Mais do que exaltar o valor da reflexão desta curadora e investigadora, é no comentário que me detenho, fazendo dele um ponto de partida para a minha apreciação crítica à exposição de Joana Vasconcelos, patente por estes dias no Museu e Parque de Serralves. De notar que este é um espaço artístico que não me canso de visitar, que constantemente põe à prova o meu espírito crítico, que me tem ajudado a crescer naquilo que é a minha concepção da arte em variadíssimos vectores e que me tem trazido enormes surpresas, ainda que nem sempre as mais agradáveis. Mas que, neste caso, me ofereceu uma das mais extraordinárias experiências no campo da arte de que tenho memória. É, pois, com enorme entusiasmo que falo de “I'm Your Mirror”, porque “o que fica depois de extrair tudo aquilo que não é” é, seguramente, mais do que alguma vez terá ficado até hoje.

Há no trabalho da artista um forte vínculo de conceptualidade que se descobre na forma como se apropria da cultura popular portuguesa e dela parte para a criação das suas peças, seja na cerâmica de Bordalo Pinheiro, seja no filigranado do coração de Viana do Castelo. Recorrendo a materiais que são parte menor do nosso quotidiano, a artista prende de imediato a atenção do público que não tem como não se identificar com uma parte substantiva da sua obra. Medicamentos, talheres de plástico, ferros de engomar, telefones ou tachos e panelas são, graças à genialidade de Joana Vasconcelos, transformados em objectos artísticos de grande impacto e significado, quer pela sua dimensão e exuberância, quer pelo diálogo que estabelecem com o espectador.

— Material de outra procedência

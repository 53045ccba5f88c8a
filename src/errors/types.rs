//! Error types for genforge
//!
//! Every failure the tool can surface is one of these variants. Flag
//! resolution failures (`Conflict`, `Validation`) are raised before any
//! command work starts; the rest come from the collaborators.

use crate::resolve::ConflictReport;
use std::path::PathBuf;
use thiserror::Error;

/// Boxed source error carried by most variants
pub type BoxedSource = Box<dyn std::error::Error + Send + Sync>;

/// Main application error type
#[derive(Error, Debug)]
pub enum AppError {
    // Flag resolution errors
    #[error("{}", report.render())]
    Conflict { report: ConflictReport },

    #[error("Invalid value '{value}' for {flag}. Accepted values: {}", accepted.join(", "))]
    Validation {
        flag: String,
        value: String,
        accepted: Vec<String>,
    },

    #[error("Initialization error: {component} is not available")]
    ConfigurationUnavailable { component: String },

    // Configuration errors
    #[error("Configuration error: {message}")]
    Config {
        message: String,
        #[source]
        source: Option<BoxedSource>,
    },

    #[error("Invalid argument '{argument}': {reason}")]
    InvalidArgument { argument: String, reason: String },

    #[error("{kind} not found: {name}")]
    NotFound { kind: &'static str, name: String },

    // Generation errors
    #[error("Template error: {message}")]
    Template {
        message: String,
        #[source]
        source: Option<BoxedSource>,
    },

    #[error("Generation failed: {message}")]
    Generation { message: String },

    #[error("Prompt failed: {message}")]
    Prompt { message: String },

    // Cache errors
    #[error("Cache error: {message}")]
    Cache {
        message: String,
        #[source]
        source: Option<BoxedSource>,
    },

    // I/O errors
    #[error("File I/O error for '{path}': {operation}")]
    Io {
        path: PathBuf,
        operation: String,
        #[source]
        source: Option<BoxedSource>,
    },

    // Serialization errors
    #[error("Serialization error: {context}")]
    Serialization {
        context: String,
        #[source]
        source: Option<BoxedSource>,
    },

    // Network errors
    #[error("Network error for {url}: {reason}")]
    Network {
        url: String,
        reason: String,
        #[source]
        source: Option<BoxedSource>,
    },

    #[error("{message}")]
    Other {
        message: String,
        #[source]
        source: Option<BoxedSource>,
    },
}

/// Convenience type alias for Results using AppError
pub type AppResult<T> = Result<T, AppError>;

impl AppError {
    /// Create a validation error for a flag value
    pub fn validation(
        flag: impl Into<String>,
        value: impl Into<String>,
        accepted: &[&str],
    ) -> Self {
        Self::Validation {
            flag: flag.into(),
            value: value.into(),
            accepted: accepted.iter().map(|s| s.to_string()).collect(),
        }
    }

    pub fn unavailable(component: impl Into<String>) -> Self {
        Self::ConfigurationUnavailable {
            component: component.into(),
        }
    }

    /// Create a new Config error
    pub fn config(message: impl Into<String>) -> Self {
        Self::Config {
            message: message.into(),
            source: None,
        }
    }

    /// Create a new Config error with source
    pub fn config_with_source(
        message: impl Into<String>,
        source: impl std::error::Error + Send + Sync + 'static,
    ) -> Self {
        Self::Config {
            message: message.into(),
            source: Some(Box::new(source)),
        }
    }

    pub fn invalid_argument(argument: impl Into<String>, reason: impl Into<String>) -> Self {
        Self::InvalidArgument {
            argument: argument.into(),
            reason: reason.into(),
        }
    }

    pub fn not_found(kind: &'static str, name: impl Into<String>) -> Self {
        Self::NotFound {
            kind,
            name: name.into(),
        }
    }

    /// Create a new Template error
    pub fn template(message: impl Into<String>) -> Self {
        Self::Template {
            message: message.into(),
            source: None,
        }
    }

    /// Create a new Template error with source
    pub fn template_with_source(
        message: impl Into<String>,
        source: impl std::error::Error + Send + Sync + 'static,
    ) -> Self {
        Self::Template {
            message: message.into(),
            source: Some(Box::new(source)),
        }
    }

    pub fn generation(message: impl Into<String>) -> Self {
        Self::Generation {
            message: message.into(),
        }
    }

    pub fn prompt(message: impl Into<String>) -> Self {
        Self::Prompt {
            message: message.into(),
        }
    }

    pub fn cache(message: impl Into<String>) -> Self {
        Self::Cache {
            message: message.into(),
            source: None,
        }
    }

    pub fn cache_with_source(
        message: impl Into<String>,
        source: impl std::error::Error + Send + Sync + 'static,
    ) -> Self {
        Self::Cache {
            message: message.into(),
            source: Some(Box::new(source)),
        }
    }

    /// Create a new I/O error
    pub fn io(path: impl Into<PathBuf>, operation: impl Into<String>) -> Self {
        Self::Io {
            path: path.into(),
            operation: operation.into(),
            source: None,
        }
    }

    /// Create a new I/O error with source
    pub fn io_with_source(
        path: impl Into<PathBuf>,
        operation: impl Into<String>,
        source: impl std::error::Error + Send + Sync + 'static,
    ) -> Self {
        Self::Io {
            path: path.into(),
            operation: operation.into(),
            source: Some(Box::new(source)),
        }
    }

    pub fn serialization(
        context: impl Into<String>,
        source: impl std::error::Error + Send + Sync + 'static,
    ) -> Self {
        Self::Serialization {
            context: context.into(),
            source: Some(Box::new(source)),
        }
    }

    pub fn network(url: impl Into<String>, reason: impl Into<String>) -> Self {
        Self::Network {
            url: url.into(),
            reason: reason.into(),
            source: None,
        }
    }

    /// Whether the error was raised while resolving flags, before any work ran
    pub fn is_usage_error(&self) -> bool {
        matches!(
            self,
            Self::Conflict { .. } | Self::Validation { .. } | Self::InvalidArgument { .. }
        )
    }

    /// Process exit code for this error
    pub fn exit_code(&self) -> i32 {
        if self.is_usage_error() {
            2
        } else {
            1
        }
    }

    /// Get the error category for logging
    pub fn category(&self) -> &'static str {
        match self {
            Self::Conflict { .. } => "conflict",
            Self::Validation { .. } | Self::InvalidArgument { .. } => "validation",
            Self::ConfigurationUnavailable { .. } => "initialization",
            Self::Config { .. } => "config",
            Self::NotFound { .. } => "lookup",
            Self::Template { .. } | Self::Generation { .. } | Self::Prompt { .. } => "generation",
            Self::Cache { .. } => "cache",
            Self::Io { .. } => "io",
            Self::Serialization { .. } => "serialization",
            Self::Network { .. } => "network",
            Self::Other { .. } => "internal",
        }
    }
}

impl From<std::io::Error> for AppError {
    fn from(err: std::io::Error) -> Self {
        let operation = match err.kind() {
            std::io::ErrorKind::NotFound => "file not found",
            std::io::ErrorKind::PermissionDenied => "permission denied",
            std::io::ErrorKind::AlreadyExists => "already exists",
            _ => "I/O operation",
        }
        .to_string();

        Self::Io {
            path: PathBuf::from("unknown"),
            operation,
            source: Some(Box::new(err)),
        }
    }
}

impl From<serde_json::Error> for AppError {
    fn from(err: serde_json::Error) -> Self {
        let context = if err.is_syntax() {
            format!("JSON syntax error at line {} column {}", err.line(), err.column())
        } else if err.is_eof() {
            "unexpected end of JSON input".to_string()
        } else {
            "JSON data error".to_string()
        };
        Self::serialization(context, err)
    }
}

impl From<serde_yaml::Error> for AppError {
    fn from(err: serde_yaml::Error) -> Self {
        Self::serialization("YAML error", err)
    }
}

impl From<toml::de::Error> for AppError {
    fn from(err: toml::de::Error) -> Self {
        Self::serialization(format!("TOML parse error: {}", err.message()), err)
    }
}

impl From<toml::ser::Error> for AppError {
    fn from(err: toml::ser::Error) -> Self {
        Self::serialization("TOML serialization error", err)
    }
}

impl From<handlebars::RenderError> for AppError {
    fn from(err: handlebars::RenderError) -> Self {
        Self::template_with_source("render failed", err)
    }
}

impl From<reqwest::Error> for AppError {
    fn from(err: reqwest::Error) -> Self {
        let url = err
            .url()
            .map(|u| u.to_string())
            .unwrap_or_else(|| "unknown".to_string());
        let reason = if err.is_timeout() {
            "request timed out".to_string()
        } else if let Some(status) = err.status() {
            format!("HTTP {}", status.as_u16())
        } else if err.is_connect() {
            "connection failed".to_string()
        } else {
            "request failed".to_string()
        };
        Self::Network {
            url,
            reason,
            source: Some(Box::new(err)),
        }
    }
}

impl From<url::ParseError> for AppError {
    fn from(err: url::ParseError) -> Self {
        Self::config_with_source("invalid URL", err)
    }
}
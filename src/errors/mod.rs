//! Centralized error handling module
//!
//! Typed errors for the whole crate. Command handlers work with
//! `anyhow::Result` at the edge and the CLI downcasts back to `AppError`
//! to pick the exit code.

pub mod context;
pub mod types;

pub use context::ErrorContextExt;
pub use types::{AppError, AppResult};

/// Convert from anyhow::Error to AppError, keeping typed errors intact
impl From<anyhow::Error> for AppError {
    fn from(err: anyhow::Error) -> Self {
        match err.downcast::<AppError>() {
            Ok(app_err) => app_err,
            Err(err) => AppError::Other {
                message: format!("{:#}", err),
                source: None,
            },
        }
    }
}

Só pela verdade absoluta que se esconde por detrás do título desta exposição, já valeria a pena uma deslocação a Serralves. Mas há depois toda uma série de obras – cerca de quatro dezenas, no seu conjunto – que parecem dotadas de um magnetismo especial, que atraem e questionam, que interferem com modelos dados como adquiridos, que abalam o preconceito e fazem o espectador descer à terra, o “luxo” desmascarado. Se dúvidas houver, atente-se em obras como “Cama Valium”, “Fátima Shop”, “Call Center”, “Coração Independente Vermelho”, “Candelabro”, “Solitário” ou “Marilyn” e veja-se como os objectos mais banais são dignos de uma atenção que, de outra forma, não teriam. É toda uma história de desconstrução e, em grande medida, de redenção, que a artista nos conta, uma história com tanto de desconcertante como de empolgante, que nos ensina e diverte, que nos obriga a olhar para a Arte Contemporânea com a atenção que ela merece.